また、本研究では関係流動性の高い社会において集団ステレオタイプは、その集団の文脈を越えた状況一般的な他者行動に対する予測力を持つと想定している。高流動性社会において人々は元々、所属集団のステレオタイプに合致した個人特性を備えている。そのため、集団の外で活動している状況においても、人物の内的特性を予測する上で、集団ステレオタイプを使用して判断することは有効であると考えられる。

以上の議論から、以下の仮説を立て、日本とアメリカで検証した。低流動性社会では、集団に所属したての成員に比べ、古くから所属する成員は、より集団のステレオタイプに合致した特性を保持していると知覚されるのに対し、高流動性社会においては、両者がステレオタイプに合致する特性を保持していると知覚される程度に差は無いだろう (仮説1)。低流動性社会では、ある特定の集団文脈から外れた他者に対してはステレオタイプが適用されないのに対し、高流動性社会では、集団文脈が変化しても他者に対してステレオタイプが適用される程度は変化しないだろう (仮説2)。
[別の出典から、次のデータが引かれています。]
//! Recorded validation failures and their materialized errors.
//!
//! A [`ValidationFailure`] is data: a message, an optional cause and the
//! strategy used to turn them into a [`ValidationError`]. The error itself is
//! built at most once. With `record_stacktrace` enabled it is built when the
//! failure is recorded; otherwise on first access. Both paths run the same
//! builder and transformer, so only the captured location differs.
use crate::config::Configuration;
use crate::types::{Cause, ErrorKind, ErrorVec, ValidationError, ValidationResult};
use core::cell::OnceCell;
use core::fmt::{self, Debug};
use core::panic::Location;
use std::rc::Rc;
use std::sync::Arc;

/// Builds an error from a failure's message and cause.
pub type ExceptionBuilder =
    Arc<dyn Fn(String, Option<Cause>) -> ValidationError + Send + Sync + 'static>;

/// Returns a builder producing errors of a fixed kind.
///
/// # Examples
///
/// ```
/// use requirements_rail::types::builder_for;
/// use requirements_rail::ErrorKind;
///
/// let builder = builder_for(ErrorKind::Null);
/// let error = builder("\"x\" may not be null".to_string(), None);
/// assert_eq!(error.kind(), ErrorKind::Null);
/// ```
pub fn builder_for(kind: ErrorKind) -> ExceptionBuilder {
    Arc::new(move |message: String, cause: Option<Cause>| {
        ValidationError::new(kind, message).with_optional_cause(cause)
    })
}

/// Errors a failure is allowed to surface without wrapping.
pub type CheckedKinds = ErrorVec<ErrorKind>;

/// A single recorded failure.
pub struct ValidationFailure {
    message: String,
    cause: Option<Cause>,
    builder: ExceptionBuilder,
    checked_kinds: CheckedKinds,
    configuration: Configuration,
    exception: OnceCell<ValidationError>,
}

impl ValidationFailure {
    /// Records a failure, materializing its error right away when the configuration asks for it.
    pub(crate) fn new(
        configuration: &Configuration,
        message: String,
        cause: Option<Cause>,
        builder: ExceptionBuilder,
        checked_kinds: CheckedKinds,
        location: &'static Location<'static>,
    ) -> Self {
        let failure = Self {
            message,
            cause,
            builder,
            checked_kinds,
            configuration: configuration.clone(),
            exception: OnceCell::new(),
        };
        if configuration.record_stacktrace() {
            failure.materialize(location);
        }
        failure
    }

    #[inline]
    pub fn message(&self) -> &str {
        &self.message
    }

    #[inline]
    pub fn cause(&self) -> Option<&Cause> {
        self.cause.as_ref()
    }

    /// Kinds this failure was declared to raise in addition to unchecked ones.
    #[inline]
    pub fn checked_kinds(&self) -> &[ErrorKind] {
        &self.checked_kinds
    }

    /// Returns `true` once the error has been built.
    #[inline]
    pub fn is_materialized(&self) -> bool {
        self.exception.get().is_some()
    }

    /// The kind of the materialized error.
    #[track_caller]
    pub fn kind(&self) -> ErrorKind {
        self.exception().kind()
    }

    /// The materialized error, building it on first access.
    #[track_caller]
    pub fn exception(&self) -> &ValidationError {
        self.materialize(Location::caller())
    }

    pub(crate) fn materialize(&self, location: &'static Location<'static>) -> &ValidationError {
        self.exception.get_or_init(|| self.build(location))
    }

    fn build(&self, location: &'static Location<'static>) -> ValidationError {
        let mut error = (self.builder)(self.message.clone(), self.cause.clone()).at(location);
        if !self.configuration.clean_stack_trace() {
            error = error.with_backtrace(std::backtrace::Backtrace::force_capture().to_string());
        }
        let mut error = self.configuration.transform(error);
        if error.location.is_none() {
            error.location = Some(location);
        }

        #[cfg(feature = "tracing")]
        tracing::trace!(kind = %error.kind(), %location, "materialized validation error");

        if error.kind().is_checked() && !self.checked_kinds.contains(&error.kind()) {
            return ValidationError::wrap_checked(error);
        }
        error
    }

    /// The error to return from a fail-fast check.
    ///
    /// An error whose kind is checked and undeclared means a transformer or
    /// builder broke the wrapping rule, which is reported as an internal invariant.
    pub(crate) fn to_thrown(&self, location: &'static Location<'static>) -> ValidationError {
        let error = self.materialize(location);
        let kind = error.kind();
        if kind.is_checked() && !self.checked_kinds.contains(&kind) {
            #[cfg(feature = "tracing")]
            tracing::warn!(%kind, "checked error kind was not declared by the failing check");

            return ValidationError::internal_invariant(format!(
                "{kind} is neither unchecked nor declared by the failing check."
            ))
            .with_cause(Arc::new(error.clone()))
            .at(location);
        }
        error.clone()
    }
}

impl Debug for ValidationFailure {
    fn fmt(&self, f: &mut fmt::Formatter<'_>) -> fmt::Result {
        f.debug_struct("ValidationFailure")
            .field("message", &self.message)
            .field("cause", &self.cause.as_ref().map(|c| c.to_string()))
            .field("checked_kinds", &self.checked_kinds)
            .field("exception", &self.exception.get())
            .finish()
    }
}

/// Immutable snapshot of the failures recorded by a validator.
///
/// # Examples
///
/// ```
/// use requirements_rail::check_if;
///
/// let failures = check_if(-3, "count")?.is_positive()?.else_get_failures();
/// assert_eq!(failures.len(), 1);
/// assert_eq!(failures.messages(), vec!["\"count\" must be positive.\ncount: -3".to_string()]);
/// assert!(failures.throw().is_err());
/// # Ok::<(), requirements_rail::ValidationError>(())
/// ```
#[derive(Clone, Debug, Default)]
pub struct ValidationFailures {
    failures: Vec<Rc<ValidationFailure>>,
}

impl ValidationFailures {
    pub(crate) fn new(failures: Vec<Rc<ValidationFailure>>) -> Self {
        Self { failures }
    }

    #[inline]
    pub fn is_empty(&self) -> bool {
        self.failures.is_empty()
    }

    #[inline]
    pub fn len(&self) -> usize {
        self.failures.len()
    }

    pub fn iter(&self) -> impl Iterator<Item = &ValidationFailure> {
        self.failures.iter().map(|failure| failure.as_ref())
    }

    /// Messages of every failure, in the order they were recorded.
    pub fn messages(&self) -> Vec<String> {
        self.failures.iter().map(|failure| failure.message.clone()).collect()
    }

    /// The combined error: `None` with no failures, the failure's own error for
    /// one, an [`ErrorKind::Aggregate`] error for more.
    #[track_caller]
    pub fn exception(&self) -> Option<ValidationError> {
        let location = Location::caller();
        match self.failures.as_slice() {
            [] => None,
            [single] => Some(single.materialize(location).clone()),
            many => Some(
                ValidationError::aggregate(
                    many.iter().map(|failure| failure.materialize(location).clone()).collect(),
                )
                .at(location),
            ),
        }
    }

    /// Returns `Err` if any failure was recorded.
    #[track_caller]
    pub fn throw(&self) -> ValidationResult<()> {
        let location = Location::caller();
        match self.failures.as_slice() {
            [] => Ok(()),
            [single] => Err(single.to_thrown(location)),
            many => Err(ValidationError::aggregate(
                many.iter().map(|failure| failure.to_thrown(location)).collect(),
            )
            .at(location)),
        }
    }
}
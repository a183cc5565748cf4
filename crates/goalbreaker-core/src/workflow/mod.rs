//! Goal and task workflows.
//!
//! Each operation validates its input, talks to the generation service where
//! needed, and applies its writes inside one database transaction. Returned
//! views are read back from storage inside that transaction, so they reflect
//! exactly what was committed.

pub mod goals;
pub mod tasks;
pub mod view;

pub use goals::{
    GOAL_TEXT_MAX_CHARS, GOAL_TEXT_MIN_CHARS, create_goal, get_goal, regenerate_goal,
    validate_goal_text,
};
pub use tasks::{parse_status, set_task_status};
pub use view::{GoalView, TaskView};
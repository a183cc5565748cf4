use std::fmt;
use std::str::FromStr;

use chrono::{DateTime, Utc};
use serde::{Deserialize, Serialize};
use sqlx::FromRow;
use uuid::Uuid;

// ---------------------------------------------------------------------------
// Enums
// ---------------------------------------------------------------------------

/// Completion status of a task.
#[derive(Debug, Clone, Copy, Default, PartialEq, Eq, Serialize, Deserialize, sqlx::Type)]
#[sqlx(type_name = "text", rename_all = "snake_case")]
#[serde(rename_all = "snake_case")]
pub enum TaskStatus {
    #[default]
    Pending,
    Completed,
}

impl fmt::Display for TaskStatus {
    fn fmt(&self, f: &mut fmt::Formatter<'_>) -> fmt::Result {
        let s = match self {
            Self::Pending => "pending",
            Self::Completed => "completed",
        };
        f.write_str(s)
    }
}

impl FromStr for TaskStatus {
    type Err = TaskStatusParseError;

    fn from_str(s: &str) -> Result<Self, Self::Err> {
        match s {
            "pending" => Ok(Self::Pending),
            "completed" => Ok(Self::Completed),
            other => Err(TaskStatusParseError(other.to_owned())),
        }
    }
}

/// Error returned when parsing an invalid [`TaskStatus`] string.
#[derive(Debug, Clone, thiserror::Error)]
#[error("invalid task status: {0:?} (expected pending or completed)")]
pub struct TaskStatusParseError(pub String);

// ---------------------------------------------------------------------------
// Row structs
// ---------------------------------------------------------------------------

/// A goal -- the user's objective, decomposed into ordered tasks.
#[derive(Debug, Clone, Serialize, Deserialize, FromRow)]
pub struct Goal {
    pub id: Uuid,
    pub goal_text: String,
    pub complexity: i32,
    pub regenerated_count: i32,
    pub created_at: DateTime<Utc>,
    pub updated_at: DateTime<Utc>,
}

/// A task -- one actionable step of a goal.
#[derive(Debug, Clone, Serialize, Deserialize, FromRow)]
pub struct Task {
    pub id: Uuid,
    pub goal_id: Uuid,
    pub title: String,
    pub order_index: i32,
    pub status: TaskStatus,
    pub created_at: DateTime<Utc>,
    pub updated_at: DateTime<Utc>,
}

// ---------------------------------------------------------------------------
// Tests
// ---------------------------------------------------------------------------

#[cfg(test)]
mod tests {
    use super::*;

    #[test]
    fn task_status_display_roundtrip() {
        for v in [TaskStatus::Pending, TaskStatus::Completed] {
            let parsed: TaskStatus = v.to_string().parse().expect("should parse");
            assert_eq!(v, parsed);
        }
    }

    #[test]
    fn task_status_rejects_unknown_values() {
        for bogus in ["done", "PENDING", "", " completed"] {
            let err = bogus.parse::<TaskStatus>().unwrap_err();
            assert_eq!(err.0, bogus);
        }
    }

    #[test]
    fn task_status_defaults_to_pending() {
        assert_eq!(TaskStatus::default(), TaskStatus::Pending);
    }

    #[test]
    fn task_status_serializes_snake_case() {
        let json = serde_json::to_string(&TaskStatus::Completed).unwrap();
        assert_eq!(json, "\"completed\"");
    }
}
これらの仮説検証のため、本研究は日米で実験を行った。実験はまず、架空の集団:グループYに対する印象を操作し、集団ステレオタイプを参加者に形成させた。その後、シナリオ質問紙を使用し、グループYの所属期間の異なる各成員に対する内的特性予測が、日米でどのように異なるかを調査した。その結果、仮説1を支持した結果が得られたものの、仮説2を支持した結果は得られなかった。つまり、日本人は所属期間の長い成員は短い成員よりも、集団特性を保持している程度が高いと予測し、アメリカ人は所属期間を問わず、集団の成員は、集団特性を備えている程度が高いと予測することが示された。